# Try it
Begin at the line containing "use std::fmt;" in the data below and go on through the line containing "as a single", repeating each line exactly; include both ends and no other line.

(Records excerpted from a collection)

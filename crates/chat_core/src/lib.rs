//! chat_core - Core types for the chat widget
//!
//! This crate provides the foundational types used across the widget crates:
//! - `message` - chat messages and delivery states
//! - `language` - supported languages
//! - `translations` - per-language static text and quick-reply lists
//! - `preprocess` - rewrite rules applied to outgoing user text
//! - `transcript` - plain-text conversation export
//! - `config` - widget configuration

pub mod config;
pub mod language;
pub mod message;
pub mod preprocess;
pub mod transcript;
pub mod translations;

// Re-export commonly used types
pub use config::WidgetConfig;
pub use language::Language;
pub use message::{DeliveryState, Message, MessageAuthor};
pub use preprocess::{RewriteRule, RewriteRules, RuleMatcher};
pub use transcript::{render_transcript, transcript_filename};
pub use translations::Translations;
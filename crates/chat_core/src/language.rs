//! Supported widget languages

use std::fmt;
use std::str::FromStr;

use serde::{Deserialize, Serialize};
use thiserror::Error;

/// Languages the widget can render and send to the webhook.
///
/// The selected language is persisted across sessions as a single
/// key-value pair; everything else is per-session state.
#[derive(Debug, Clone, Copy, PartialEq, Eq, Serialize, Deserialize)]
#[serde(rename_all = "lowercase")]
pub enum Language {
    /// Norwegian (bokmål)
    No,
    /// English
    En,
}

impl Default for Language {
    fn default() -> Self {
        Language::No
    }
}

#[derive(Error, Debug, Clone, PartialEq, Eq)]
#[error("unknown language code: {0}")]
pub struct UnknownLanguage(String);

impl Language {
    /// Wire code sent to the webhook and stored on disk.
    pub fn code(&self) -> &'static str {
        match self {
            Language::No => "no",
            Language::En => "en",
        }
    }

    /// BCP 47 locale used when starting speech recognition.
    pub fn speech_locale(&self) -> &'static str {
        match self {
            Language::No => "no-NO",
            Language::En => "en-US",
        }
    }

    /// Display name shown in the language picker.
    pub fn display_name(&self) -> &'static str {
        match self {
            Language::No => "Norsk",
            Language::En => "English",
        }
    }

    /// All supported languages, in picker order.
    pub fn all() -> &'static [Language] {
        &[Language::No, Language::En]
    }
}

impl fmt::Display for Language {
    fn fmt(&self, f: &mut fmt::Formatter<'_>) -> fmt::Result {
        f.write_str(self.code())
    }
}

impl FromStr for Language {
    type Err = UnknownLanguage;

    fn from_str(s: &str) -> Result<Self, Self::Err> {
        match s.trim().to_ascii_lowercase().as_str() {
            "no" => Ok(Language::No),
            "en" => Ok(Language::En),
            other => Err(UnknownLanguage(other.to_string())),
        }
    }
}

#[cfg(test)]
mod tests {
    use super::*;

    #[test]
    fn test_default_language_is_norwegian() {
        assert_eq!(Language::default(), Language::No);
    }

    #[test]
    fn test_parse_language_codes() {
        assert_eq!("no".parse::<Language>().unwrap(), Language::No);
        assert_eq!(" EN ".parse::<Language>().unwrap(), Language::En);
        assert!("sv".parse::<Language>().is_err());
    }

    #[test]
    fn test_serde_uses_wire_codes() {
        assert_eq!(serde_json::to_string(&Language::No).unwrap(), "\"no\"");
        let parsed: Language = serde_json::from_str("\"en\"").unwrap();
        assert_eq!(parsed, Language::En);
    }

    #[test]
    fn test_speech_locales() {
        assert_eq!(Language::No.speech_locale(), "no-NO");
        assert_eq!(Language::En.speech_locale(), "en-US");
    }
}
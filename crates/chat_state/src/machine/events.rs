//! Session events - Defines events that trigger state transitions

use serde::{Deserialize, Serialize};

/// Defines the events that can trigger state transitions in the FSM.
#[derive(Debug, Clone, Serialize, Deserialize)]
#[serde(rename_all = "snake_case")]
pub enum SessionEvent {
    /// A user message passed validation and a request was dispatched.
    SendDispatched,

    /// The webhook answered the in-flight request.
    ResponseReceived,

    /// The in-flight request failed (transport or malformed response).
    RequestFailed { error: String },

    /// The session was reset; any in-flight result is abandoned.
    ResetRequested,
}

impl SessionEvent {
    /// Check if this event is user-initiated.
    pub fn is_user_event(&self) -> bool {
        matches!(self, Self::SendDispatched | Self::ResetRequested)
    }

    /// Check if this is an error event.
    pub fn is_error_event(&self) -> bool {
        matches!(self, Self::RequestFailed { .. })
    }
}
//! Session manager error types

use thiserror::Error;

#[derive(Error, Debug)]
pub enum SessionError {
    #[error("Storage error: {0}")]
    Io(#[from] std::io::Error),

    #[error("Serialization error: {0}")]
    Serialization(#[from] serde_json::Error),
}

pub type Result<T> = std::result::Result<T, SessionError>;
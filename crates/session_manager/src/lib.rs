//! # Session Manager
//!
//! Owns the live conversation session and drives the state machine:
//! user input comes in, webhook requests go out, and results or
//! failures are applied back into session state. The presentation
//! layer renders what this crate exposes and never mutates it.

pub mod error;
pub mod manager;
pub mod session;
pub mod speech;
pub mod storage;

// Re-exports
pub use error::{Result, SessionError};
pub use manager::{ChatController, ResetEvent, SendOutcome};
pub use session::{ChatSession, ViewMode};
pub use speech::{SpeechError, SpeechRecognizer, TranscriptEvent};
pub use storage::{FileLanguageStore, LanguageStore};
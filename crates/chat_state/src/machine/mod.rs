//! State machine module
//!
//! Contains the FSM implementation for the session send lifecycle.

mod events;
mod states;
mod transitions;

pub use events::SessionEvent;
pub use states::SessionState;
pub use transitions::{StateMachine, StateTransition};
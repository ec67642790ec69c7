//! State transitions - FSM transition logic
//!
//! Implements the state machine that handles event-driven state
//! transitions. Events that are not valid for the current state leave
//! the state unchanged; a send while pending is a no-op by design, not
//! an error.

use tracing::debug;

use super::events::SessionEvent;
use super::states::SessionState;

/// Represents a state transition result.
#[derive(Debug, Clone)]
pub struct StateTransition {
    /// The state before the transition.
    pub from: SessionState,
    /// The state after the transition.
    pub to: SessionState,
    /// The event that triggered the transition.
    pub event: SessionEvent,
    /// Whether the state actually changed.
    pub changed: bool,
}

/// State machine for managing session state transitions.
#[derive(Debug, Clone)]
pub struct StateMachine {
    /// Current state.
    current_state: SessionState,
    /// Transition history (limited).
    history: Vec<StateTransition>,
    /// Max history entries to keep.
    max_history: usize,
}

impl Default for StateMachine {
    fn default() -> Self {
        Self::new()
    }
}

impl StateMachine {
    /// Create a new state machine in Idle state.
    pub fn new() -> Self {
        Self {
            current_state: SessionState::Idle,
            history: Vec::new(),
            max_history: 50,
        }
    }

    /// Create a state machine with a specific initial state.
    pub fn with_state(state: SessionState) -> Self {
        Self {
            current_state: state,
            history: Vec::new(),
            max_history: 50,
        }
    }

    /// Get the current state.
    pub fn state(&self) -> &SessionState {
        &self.current_state
    }

    /// Get the transition history.
    pub fn history(&self) -> &[StateTransition] {
        &self.history
    }

    /// Handle an event and transition to a new state.
    pub fn handle_event(&mut self, event: SessionEvent) -> StateTransition {
        let old_state = self.current_state.clone();
        let new_state = Self::compute_next_state(&old_state, &event);
        let changed = old_state != new_state;

        if changed {
            debug!(from = ?old_state, to = ?new_state, "session state transition");
        }

        self.current_state = new_state.clone();

        let transition = StateTransition {
            from: old_state,
            to: new_state,
            event,
            changed,
        };

        // Add to history
        self.history.push(transition.clone());
        if self.history.len() > self.max_history {
            self.history.remove(0);
        }

        transition
    }

    /// Compute the next state given current state and event.
    fn compute_next_state(state: &SessionState, event: &SessionEvent) -> SessionState {
        use SessionEvent::*;
        use SessionState::*;

        match (state, event) {
            (Idle, SendDispatched) => AwaitingResponse,

            (AwaitingResponse, ResponseReceived) => Idle,
            (AwaitingResponse, RequestFailed { .. }) => Idle,

            // Reset abandons any in-flight request from any state.
            (_, ResetRequested) => Idle,

            // No transition: the event is a no-op in this state.
            _ => state.clone(),
        }
    }

    /// Check if a transition is valid without executing it.
    pub fn can_transition(&self, event: &SessionEvent) -> bool {
        let next = Self::compute_next_state(&self.current_state, event);
        next != self.current_state
    }

    /// Reset to Idle state.
    pub fn reset(&mut self) {
        self.current_state = SessionState::Idle;
    }
}
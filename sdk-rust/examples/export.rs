use brainys_sdk::{ExportFormat, ExportRequest, Exporter, ModuleType, TracingBrowser};
use dotenvy::dotenv;
use std::sync::Arc;

mod common;

#[tokio::main]
async fn main() {
    dotenv().ok();
    common::init_tracing();

    let mut args = std::env::args().skip(1);
    let module: ModuleType = args
        .next()
        .unwrap_or_else(|| "hint".to_string())
        .parse()
        .unwrap();
    let artifact_id = args.next().expect("usage: export <module> <artifact-id> [format]");
    let format: ExportFormat = args
        .next()
        .unwrap_or_else(|| "word".to_string())
        .parse()
        .unwrap();

    let session = common::session();
    let exporter = Exporter::new(session.clone(), Arc::new(TracingBrowser));

    match exporter
        .export(&ExportRequest::new(artifact_id, module, format))
        .await
    {
        Ok(outcome) => {
            println!("Download: {}", outcome.download_url);
            outcome.refresh.settled().await;
            println!("Credits left: {}", session.credit_balance().credit);
        }
        Err(error) => eprintln!("Export failed: {error}"),
    }
}
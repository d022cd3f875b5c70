use crate::{Notice, NoticeLevel};

/// Where downloads are opened and notifications are shown.
pub trait BrowsingContext: Send + Sync {
    /// Point the current browsing context at `url`. For export download
    /// URLs this is what starts the file download.
    fn navigate(&self, url: &str);
    /// Show a transient notification to the user.
    fn notify(&self, notice: Notice);
}

/// A headless [`BrowsingContext`] that reports through `tracing`.
#[derive(Debug, Default, Clone, Copy)]
pub struct TracingBrowser;

impl BrowsingContext for TracingBrowser {
    fn navigate(&self, url: &str) {
        tracing::info!(%url, "navigate");
    }

    fn notify(&self, notice: Notice) {
        match notice.level {
            NoticeLevel::Success => tracing::info!(text = %notice.message, "notice"),
            NoticeLevel::Error => tracing::warn!(text = %notice.message, "notice"),
        }
    }
}
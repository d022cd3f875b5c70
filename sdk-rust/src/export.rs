use crate::{
    session::BackgroundRefresh, BrowsingContext, ClientError, ClientResult, ExportFormat,
    ExportLoading, ExportRequest, Notice, Session,
};
use serde_json::{json, Value};
use std::sync::{Arc, Mutex, PoisonError};
use tracing_futures::Instrument;

/// The result of a completed export.
#[derive(Debug)]
pub struct ExportOutcome {
    /// Where the browsing context was sent to fetch the file.
    pub download_url: String,
    /// The detached credit refresh started by this export.
    pub refresh: BackgroundRefresh,
}

/// Turns export clicks into file downloads.
///
/// Each format has its own in-flight flag, so exporting to Word does not
/// lock the Excel or PPT buttons. Failed exports are reported to the user
/// and never retried.
pub struct Exporter {
    session: Arc<Session>,
    browser: Arc<dyn BrowsingContext>,
    loading: Arc<Mutex<ExportLoading>>,
}

impl Exporter {
    #[must_use]
    pub fn new(session: Arc<Session>, browser: Arc<dyn BrowsingContext>) -> Self {
        Self {
            session,
            browser,
            loading: Arc::new(Mutex::new(ExportLoading::default())),
        }
    }

    /// Snapshot of the in-flight flags.
    #[must_use]
    pub fn loading(&self) -> ExportLoading {
        *self.loading.lock().unwrap_or_else(PoisonError::into_inner)
    }

    #[must_use]
    pub fn is_loading(&self, format: ExportFormat) -> bool {
        self.loading().get(format)
    }

    /// Request a server-side render of the artifact and navigate to the
    /// returned download URL.
    pub async fn export(&self, request: &ExportRequest) -> ClientResult<ExportOutcome> {
        let span = tracing::info_span!(
            "brainys.export",
            module = %request.module,
            format = %request.format,
            artifact_id = %request.artifact_id,
        );
        self.run(request).instrument(span).await
    }

    async fn run(&self, request: &ExportRequest) -> ClientResult<ExportOutcome> {
        if let Err(error) = request.validate() {
            self.browser.notify(Notice::error(notice_text(&error)));
            return Err(error);
        }

        let _in_flight = InFlight::acquire(&self.loading, request.format)?;

        tracing::info!(endpoint = %request.endpoint(), "exporting");

        match self.request_download(request).await {
            Ok(download_url) => {
                let refresh = self.session.spawn_refresh();
                tracing::info!(%download_url, "export ready");
                self.browser.navigate(&download_url);
                Ok(ExportOutcome {
                    download_url,
                    refresh,
                })
            }
            Err(error) => {
                tracing::warn!(%error, "export failed");
                self.browser
                    .notify(Notice::error(failure_message(&error, request.format)));
                Err(error)
            }
        }
    }

    async fn request_download(&self, request: &ExportRequest) -> ClientResult<String> {
        let envelope = self
            .session
            .api()
            .post(&request.endpoint(), json!({ "id": request.artifact_id }))
            .await?
            .into_success()?;

        envelope
            .data
            .get("download_url")
            .and_then(Value::as_str)
            .filter(|url| !url.is_empty())
            .map(ToString::to_string)
            .ok_or_else(|| {
                ClientError::Invariant("Export response has no download_url".to_string())
            })
    }
}

/// Marks a format as in flight for as long as it is alive.
struct InFlight {
    loading: Arc<Mutex<ExportLoading>>,
    format: ExportFormat,
}

impl InFlight {
    fn acquire(loading: &Arc<Mutex<ExportLoading>>, format: ExportFormat) -> ClientResult<Self> {
        let mut flags = loading.lock().unwrap_or_else(PoisonError::into_inner);
        if flags.get(format) {
            return Err(ClientError::Busy(format));
        }
        flags.set(format, true);
        Ok(Self {
            loading: Arc::clone(loading),
            format,
        })
    }
}

impl Drop for InFlight {
    fn drop(&mut self) {
        self.loading
            .lock()
            .unwrap_or_else(PoisonError::into_inner)
            .set(self.format, false);
    }
}

fn notice_text(error: &ClientError) -> String {
    match error {
        ClientError::InvalidInput(message) => message.clone(),
        other => other.to_string(),
    }
}

/// The server's message when it sent one, otherwise a generic text.
fn failure_message(error: &ClientError, format: ExportFormat) -> String {
    error.server_message().map_or_else(
        || format!("Gagal export {format}. Silakan coba lagi."),
        ToString::to_string,
    )
}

# Answer to this problem
use std::fmt;
use std::str::FromStr;

use serde::{Deserialize, Serialize};
use thiserror::Error;

/// Languages the widget can render and send to the webhook.
///
/// The selected language is persisted across sessions as a single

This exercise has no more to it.